Published: February 29, 2008
Section: Arts, Etc.

dc02290803.jpg“A Hell of a Place to Make Your Fortune” is the tagline for HBO’s three season mini-epic Western Deadwood. A show that totally encompasses history, drama, the west, the American Dream, and real friendship, Deadwood is one of those great television programs that structures itself around a basic story arc, complete with a predetermined beginning and end. The show advances its many characters through an overall storyline, and develops each one of them within the greater picture without ever coming off as episodic or digressing. And the characters themselves are all unique, multi-layered, and brilliantly performed. The best drama HBO has offered? Yes it is.

Deadwood revolves around its greatest, most flamboyant, toughest, and devious character, Al Swearengen. Based on the real historical figure, Swearengen runs Deadwood and its inhabitants through his saloon and brothel, as well as through more underhanded means, such as dope-running and murder. But Al, beautifully and scarily portrayed by Ian McShane, is a deep, deep character, built by the American West. One side is capitalistic and harsh. The other is wise, flamboyant, and brilliant. Chalk him up as television’s most likable bad guy of all time (Tony Soprano has nothing on Al Swearengen).
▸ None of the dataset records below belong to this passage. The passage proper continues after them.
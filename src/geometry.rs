use serde::{Deserialize, Serialize};

use crate::error::{OverlayError, Result};

/// Size of the drawing surface and of the video shown on it, in pixels.
///
/// Read from the display collaborator every frame; the core never mutates it.
#[derive(Debug, Clone, Copy, PartialEq, Serialize, Deserialize)]
pub struct DisplayGeometry {
    pub display_width: f32,
    pub display_height: f32,
    pub video_width: f32,
    pub video_height: f32,
}

impl DisplayGeometry {
    pub fn new(display_width: f32, display_height: f32, video_width: f32, video_height: f32) -> Self {
        Self {
            display_width,
            display_height,
            video_width,
            video_height,
        }
    }

    /// All four dimensions must be finite and strictly positive.
    pub fn validate(&self) -> Result<()> {
        let dims = [
            self.display_width,
            self.display_height,
            self.video_width,
            self.video_height,
        ];
        if dims.iter().all(|d| d.is_finite() && *d > 0.0) {
            Ok(())
        } else {
            Err(OverlayError::InvalidGeometry {
                display_width: self.display_width,
                display_height: self.display_height,
                video_width: self.video_width,
                video_height: self.video_height,
            })
        }
    }
}

/// 表示座標に変換された点。`scale` は映像ピクセル→表示ピクセルの倍率
#[derive(Debug, Clone, Copy, PartialEq)]
pub struct MappedPoint {
    pub x: f32,
    pub y: f32,
    pub scale: f32,
}

impl MappedPoint {
    pub fn distance(&self, other: &MappedPoint) -> f32 {
        (other.x - self.x).hypot(other.y - self.y)
    }
}

/// Center-crop "cover" fit of a video inside a display surface.
///
/// The video is scaled uniformly until it fills the display; the overflowing
/// axis is cropped symmetrically. Built once per frame from the current
/// geometry.
#[derive(Debug, Clone, Copy, PartialEq)]
pub struct CoverMapping {
    scale: f32,
    displayed_width: f32,
    displayed_height: f32,
    offset_x: f32,
    offset_y: f32,
}

impl CoverMapping {
    pub fn new(geometry: &DisplayGeometry) -> Result<Self> {
        geometry.validate()?;

        let video_aspect = geometry.video_width / geometry.video_height;
        let display_aspect = geometry.display_width / geometry.display_height;

        let mapping = if video_aspect > display_aspect {
            // 横長の映像: 高さを合わせて左右をクロップ
            let scale = geometry.display_height / geometry.video_height;
            let displayed_width = geometry.video_width * scale;
            Self {
                scale,
                displayed_width,
                displayed_height: geometry.display_height,
                offset_x: (geometry.display_width - displayed_width) / 2.0,
                offset_y: 0.0,
            }
        } else {
            // 縦長の映像: 幅を合わせて上下をクロップ
            let scale = geometry.display_width / geometry.video_width;
            let displayed_height = geometry.video_height * scale;
            Self {
                scale,
                displayed_width: geometry.display_width,
                displayed_height,
                offset_x: 0.0,
                offset_y: (geometry.display_height - displayed_height) / 2.0,
            }
        };
        Ok(mapping)
    }

    pub fn map(&self, norm_x: f32, norm_y: f32) -> MappedPoint {
        MappedPoint {
            x: norm_x * self.displayed_width + self.offset_x,
            y: norm_y * self.displayed_height + self.offset_y,
            scale: self.scale,
        }
    }

    pub fn scale(&self) -> f32 {
        self.scale
    }

    pub fn offset(&self) -> (f32, f32) {
        (self.offset_x, self.offset_y)
    }
}

/// Maps one normalized video point into display pixels.
pub fn map_to_display(norm_x: f32, norm_y: f32, geometry: &DisplayGeometry) -> Result<MappedPoint> {
    Ok(CoverMapping::new(geometry)?.map(norm_x, norm_y))
}

/// 映像フレーム内の矩形（ピクセル）
#[derive(Debug, Clone, Copy, PartialEq, Serialize)]
pub struct SourceRect {
    pub x: f32,
    pub y: f32,
    pub width: f32,
    pub height: f32,
}

/// Region of the video frame used for a still capture.
///
/// Crops the frame to the display aspect like the live preview does, then
/// widens the cropped axis by `padding_ratio` (clamped to the frame) so the
/// capture keeps a little more context than the preview showed.
pub fn capture_crop(geometry: &DisplayGeometry, padding_ratio: f32) -> Result<SourceRect> {
    geometry.validate()?;

    let w = geometry.video_width;
    let h = geometry.video_height;
    let target_aspect = geometry.display_width / geometry.display_height;
    let video_aspect = w / h;
    let pad = 1.0 + padding_ratio.max(0.0);

    let rect = if video_aspect > target_aspect {
        let width = (h * target_aspect * pad).min(w);
        SourceRect {
            x: (w - width) / 2.0,
            y: 0.0,
            width,
            height: h,
        }
    } else {
        let height = (w / target_aspect * pad).min(h);
        SourceRect {
            x: 0.0,
            y: (h - height) / 2.0,
            width: w,
            height,
        }
    };
    Ok(rect)
}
Countering Swearengen is the idealistic Puritan Seth Bullock (another real man, noted for his friendship with Teddy Roosevelt), a former U.S. Marshal content on running a hardware store. Bullock is a man with convictions, and from the first moment he arrives in Deadwood, is forced to resist his greater instincts to resume his former position in order to keep the camp from destroying itself.

Those two men represent the main forces behind Deadwood, but the true quality of the show revolves around its masterfully crafted secondary characters. From the boisterous and corrupt Cy Tolliver to the good natured and gruff Charlie Utter to the lonely and widowed New York transplant Alma Garrett, Deadwood is vividly revived in the viewers mind through the people who built it up.
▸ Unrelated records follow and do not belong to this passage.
/// Face mesh landmark indices used for the crown (468-point mesh).
#[derive(Debug, Clone, Copy, PartialEq, Eq, Hash)]
#[repr(usize)]
pub enum FaceLandmark {
    LeftEye = 33,
    RightEye = 263,
}

impl FaceLandmark {
    pub const COUNT: usize = 468;
}

/// 33点ポーズモデルのインデックス（メダル用に肩のみ）
#[derive(Debug, Clone, Copy, PartialEq, Eq, Hash)]
#[repr(usize)]
pub enum PoseLandmark {
    LeftShoulder = 11,
    RightShoulder = 12,
}

impl PoseLandmark {
    pub const COUNT: usize = 33;
}

/// 21点ハンドモデルのインデックス
#[derive(Debug, Clone, Copy, PartialEq, Eq, Hash)]
#[repr(usize)]
pub enum HandLandmark {
    Wrist = 0,
    /// 人差し指 MCP
    IndexBase = 5,
    /// 中指 MCP
    MiddleBase = 9,
    /// 薬指 MCP
    RingBase = 13,
    /// 小指 MCP
    PinkyBase = 17,
}

impl HandLandmark {
    pub const COUNT: usize = 21;

    /// Finger bases in the order they are preferred as the hand scale bone.
    pub const SCALE_BONE_PREFERENCE: [HandLandmark; 4] = [
        HandLandmark::MiddleBase,
        HandLandmark::IndexBase,
        HandLandmark::RingBase,
        HandLandmark::PinkyBase,
    ];

    /// Finger bases averaged into the palm centroid, in index order.
    pub const FINGER_BASES: [HandLandmark; 4] = [
        HandLandmark::IndexBase,
        HandLandmark::MiddleBase,
        HandLandmark::RingBase,
        HandLandmark::PinkyBase,
    ];
}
I have to give special acclaim to several side characters, one being Calamity Jane. Robin Weigert portrays the famous Western character properly: rough around the edges, combative and crude, and she is a riot every time she is on the screen.

But her character has real heart, and it comes out through her friendship with Charlie Utter and the Doc, as well as her care early on for an orphaned Norwegian girl. The Doc, played by amazing human being Brad Dourif, is another great character. The one man in town who can get away with standing up to Swearengen, the Doc is a battered and frumpy Civil War veteran with a real bleak world view. But behind that worldview is a real concern for his fellow man. Again, really riveting stuff. There are so many more wonderfully put together characters that I would do a disservice to the show to describe all of them. But watch out for some great standouts found in characters such as Dan, Ellsworth, Reverend Smith, and Sol Starr. The performances in this show really are the best television has to offer.

However, one cannot simply focus on the acting. One must also douse great acclaim upon the shoulders of David Milch, Deadwood’s creator and mastermind. It is through his vision that the town is brought to life, and the overall thematic message is presented. Milch apparently went to great lengths to create an environment accurate to the real Deadwood of the 1870s, down to perfecting the dialect and dialogue of his characters (You won’t find any John Wayne-isms like “pardner” in this show).

Milch also runs the thematic gamut with this show, cramming in violence, swearing, sex, love, friendship, hardship, capitalism and much more into each one hour episode. In a way, Deadwood is entirely about America. A truly rich blend of history, style, commentary, Deadwood touches on the uniquely American idea of manifest destiny, and through its characters and story, touches on every aspect of it, and the consequences it has on the world around it. Go watch Deadwood.